All the News in 2010 and 2012
What does the media value? To answer that I explored the Pew Research Center's News Coverage Index dataset from 2010 and 2012. It contains data on stories published by different news sources over the period from January to December 2010 and January to May 2012 respectively. The stories in the 2012 dataset number 20,447 of which 1,977 are from newspapers, 3242 from online, 5,186 from network television, 6,472 from cable news, and 3,570 from radio programs, with an additional 50,000 stories from the 2010 dataset. Variables encoded included story date, ID, prominance, duration or word count, source, format, and topic. Duration or word count seem to be decent proxies for what the media cares about (and maybe what the public cares about), as a newspaper or cable news station will spend more ink or time respectively on a more important story to them than a less important one.

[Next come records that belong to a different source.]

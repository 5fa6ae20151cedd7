//! Single-line text input used by the city form.
//!
//! Supports character input and deletion, cursor movement (left/right,
//! home/end) and the usual readline shortcuts (Ctrl+U, Ctrl+W).

use crossterm::event::{KeyCode, KeyEvent, KeyModifiers};
use ratatui::{
    layout::{Position, Rect},
    style::{Modifier, Style},
    text::Span,
    widgets::{Block, Borders, Paragraph},
    Frame,
};

use crate::ui::theme::theme;

/// A text input widget.
///
/// The cursor is a character index, so multi-byte names ("Zürich",
/// "São Paulo") edit correctly.
#[derive(Debug, Clone, Default)]
pub struct TextInput {
    value: String,
    cursor: usize,
    placeholder: String,
}

impl TextInput {
    /// Create a new empty input.
    pub fn new() -> Self {
        Self::default()
    }

    /// Set the placeholder text shown while empty.
    pub fn with_placeholder(mut self, placeholder: impl Into<String>) -> Self {
        self.placeholder = placeholder.into();
        self
    }

    /// Get the current value.
    pub fn value(&self) -> &str {
        &self.value
    }

    /// Replace the value and move the cursor to the end.
    pub fn set_value(&mut self, value: impl Into<String>) {
        self.value = value.into();
        self.cursor = self.char_count();
    }

    fn char_count(&self) -> usize {
        self.value.chars().count()
    }

    fn byte_index(&self, char_index: usize) -> usize {
        self.value
            .char_indices()
            .nth(char_index)
            .map(|(i, _)| i)
            .unwrap_or(self.value.len())
    }

    /// Handle keyboard input.
    ///
    /// Returns true if the value changed.
    pub fn handle_input(&mut self, key: KeyEvent) -> bool {
        match (key.code, key.modifiers) {
            (KeyCode::Char('u'), KeyModifiers::CONTROL) => {
                if self.value.is_empty() {
                    return false;
                }
                self.value.clear();
                self.cursor = 0;
                true
            }
            (KeyCode::Char('w'), KeyModifiers::CONTROL) => self.delete_word(),
            (KeyCode::Char(c), KeyModifiers::NONE | KeyModifiers::SHIFT) => self.insert_char(c),
            (KeyCode::Backspace, _) => {
                if self.cursor == 0 {
                    return false;
                }
                self.cursor -= 1;
                let at = self.byte_index(self.cursor);
                self.value.remove(at);
                true
            }
            (KeyCode::Delete, _) => {
                if self.cursor >= self.char_count() {
                    return false;
                }
                let at = self.byte_index(self.cursor);
                self.value.remove(at);
                true
            }
            (KeyCode::Left, _) => {
                self.cursor = self.cursor.saturating_sub(1);
                false
            }
            (KeyCode::Right, _) => {
                self.cursor = (self.cursor + 1).min(self.char_count());
                false
            }
            (KeyCode::Home, _) => {
                self.cursor = 0;
                false
            }
            (KeyCode::End, _) => {
                self.cursor = self.char_count();
                false
            }
            _ => false,
        }
    }

    fn insert_char(&mut self, c: char) -> bool {
        let at = self.byte_index(self.cursor);
        self.value.insert(at, c);
        self.cursor += 1;
        true
    }

    fn delete_word(&mut self) -> bool {
        if self.cursor == 0 {
            return false;
        }
        let end = self.byte_index(self.cursor);
        let before = &self.value[..end];
        let trimmed = before.trim_end();
        let start = trimmed
            .rfind(|c: char| !c.is_alphanumeric())
            .map(|i| i + trimmed[i..].chars().next().map_or(1, char::len_utf8))
            .unwrap_or(0);
        let removed = self.value[start..end].chars().count();
        self.value.replace_range(start..end, "");
        self.cursor -= removed;
        true
    }

    /// Render the input inside a labelled box.
    pub fn render_with_label(&self, frame: &mut Frame, area: Rect, label: &str, focused: bool) {
        let t = theme();
        let showing_placeholder = self.value.is_empty() && !self.placeholder.is_empty();

        let (text, text_style) = if showing_placeholder {
            (self.placeholder.as_str(), Style::default().fg(t.input_placeholder))
        } else {
            (self.value.as_str(), Style::default().fg(t.input_fg))
        };

        let title_style = if focused {
            Style::default()
                .fg(t.border_focused)
                .add_modifier(Modifier::BOLD)
        } else {
            Style::default().fg(t.fg)
        };

        let block = Block::default()
            .title(Span::styled(format!(" {} ", label), title_style))
            .borders(Borders::ALL)
            .border_style(t.border_style(focused));

        frame.render_widget(Paragraph::new(text).style(text_style).block(block), area);

        if focused {
            let cursor_x = area.x + 1 + self.cursor as u16;
            if cursor_x < area.x + area.width.saturating_sub(1) {
                frame.set_cursor_position(Position::new(cursor_x, area.y + 1));
            }
        }
    }
}

#[cfg(test)]
mod tests {
    use super::*;

    fn key(code: KeyCode) -> KeyEvent {
        KeyEvent::new(code, KeyModifiers::NONE)
    }

    fn type_str(input: &mut TextInput, text: &str) {
        for c in text.chars() {
            input.handle_input(key(KeyCode::Char(c)));
        }
    }

    #[test]
    fn test_typing_appends() {
        let mut input = TextInput::new();
        type_str(&mut input, "Paris");
        assert_eq!(input.value(), "Paris");
        assert_eq!(input.cursor, 5);
    }

    #[test]
    fn test_multibyte_editing() {
        let mut input = TextInput::new();
        type_str(&mut input, "Zürich");
        input.handle_input(key(KeyCode::Left));
        input.handle_input(key(KeyCode::Left));
        input.handle_input(key(KeyCode::Left));
        input.handle_input(key(KeyCode::Left));
        assert!(input.handle_input(key(KeyCode::Backspace)));
        assert_eq!(input.value(), "Zrich");
    }

    #[test]
    fn test_set_value_moves_cursor_to_end() {
        let mut input = TextInput::new();
        input.set_value("São Paulo");
        assert_eq!(input.cursor, 9);
        input.handle_input(key(KeyCode::Char('!')));
        assert_eq!(input.value(), "São Paulo!");
    }

    #[test]
    fn test_value_kept_as_typed() {
        let mut input = TextInput::new().with_placeholder("PAR");
        type_str(&mut input, "lhr-X ß");
        assert_eq!(input.value(), "lhr-X ß");
        assert_eq!(input.cursor, 7);
    }

    #[test]
    fn test_ctrl_u_clears() {
        let mut input = TextInput::new();
        input.set_value("Lyon");
        assert!(input.handle_input(KeyEvent::new(KeyCode::Char('u'), KeyModifiers::CONTROL)));
        assert_eq!(input.value(), "");
        assert!(!input.handle_input(KeyEvent::new(KeyCode::Char('u'), KeyModifiers::CONTROL)));
    }

    #[test]
    fn test_ctrl_w_deletes_previous_word() {
        let mut input = TextInput::new();
        input.set_value("Paris, France");
        assert!(input.handle_input(KeyEvent::new(KeyCode::Char('w'), KeyModifiers::CONTROL)));
        assert_eq!(input.value(), "Paris, ");
        assert_eq!(input.cursor, 7);
    }

    #[test]
    fn test_delete_at_end_is_noop() {
        let mut input = TextInput::new();
        input.set_value("Oslo");
        assert!(!input.handle_input(key(KeyCode::Delete)));
        input.handle_input(key(KeyCode::Home));
        assert!(input.handle_input(key(KeyCode::Delete)));
        assert_eq!(input.value(), "slo");
    }
}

Figure 1 above shows the cummulative distribution function of the story word count for all printed news media in the dataset. This includes traditional print sources such as The New York Times and Washington Post as well as their online versions, and solely online news sites such as FoxNews.com and CNN.com. From this, the majority of printed articles are less than 2000 words with a few outliers.
Figure 2 shows the CDF of the word count of non-broadcoast media as shown in Figure 1 plotted with an analytic distribution that matches the data fairly well. For this data, it appears that a Weibull distribution matches the shape well, but slightly underestimates the frequency of longer stories. Using this information, we can predict the most likely values for the parameters of the Weibull distribution, k and lambda based on different data, to see how the distribution is affected by the source, topic, geographic focus, and lead newsmaker. To do this, I extend the classes Suite and Joint from ThinkBayes to create the Article class, which has a modified likelihood method that returns the likelihood of the word count showing up under a Weibull distribution with hypothesized k and lambda.
Figure 3 shows a contour plot of the probability of a certain value of k and lambda after the updating the Article class with word counts from The New York Times. The distance between contours is small meaning that it is highly likely that the value of the parameters are contained in that spot on the chart. This is clearer in the pmfs of the two parameters shown in Figure 4 and 5 below.
Despite the narrowness in the distributions of the parameters for the Weibull distribution, it does not appear that this indicates any large differences between sources and topics. While there are some differences between the distributions, the overlap is too large to draw any conclusions.
This is shown in the figures 6 and 7 above where the Education and U.S. Foreign Affairs topics, have large overlap in the output distributions, as well as The New York Times and USA Today sources. What this probably indicates is that something else drives a story's word count. This could be industry standards, which prevents stories from deviating in length from each other too much between different outlets and topics. This could also be due to an insufficient amount of data once broken down between sources and topics. Each source had only a couple hundred stories, which might not be sufficient to differentiate two sources or topics. However, the standard deviation between the means of the word count for different sources and between different topics was twice as large; this was also seem in the duration of broadcast media.
It is also true that there is a clear difference between print and online news media. As shown in figure 8 above, CNN.com has shorter stories than the print version of the New York Times does, with a difference in their mean story length of 672 words. Unfortunately, the data set is lacking more variables that could explain the difference, but clearly the type of the media has a large effect as the mean word count of the print version of the Los Angeles Times and LATimes.com (4pm capture) differ by 779 words. However, longer stories online does not necessarily mean that vistors stay longer. According to Nielson's 2012 report on news websites, visitors to CNN.com stayed 35 minutes and 27 seconds on average, whereas visitors to the NYTimes.com (whose story word count average is also larger that CNN.com's by over 300 words) stayed for only 19 minutes and 16 seconds. However, this may have nothing to do with the word count of stories on these websites and everything to do with the presence of various media types such as videos and slideshows, which CNN.com might have more of (considering it has a cable news show also) or placed on their page better.
So, from all of this it seems that on the whole sources vary more on word count (and duration) than topics due, that there is a difference between the detail in a story based on its media sector. Unfortunately, these were the only conclusions that could be drawn. I looked for different datasets containing information on the news media, such as consumers' beliefs or add revenue, but was not able to find anything significant. The closest I got to something interesting was Pew's State of the Media Report, which has a table containing circulation numbers for the top 25 newspapers. However, the set of newspapers that make up the top 25 did not have enough overlap with the newspapers included in the NCI dataset.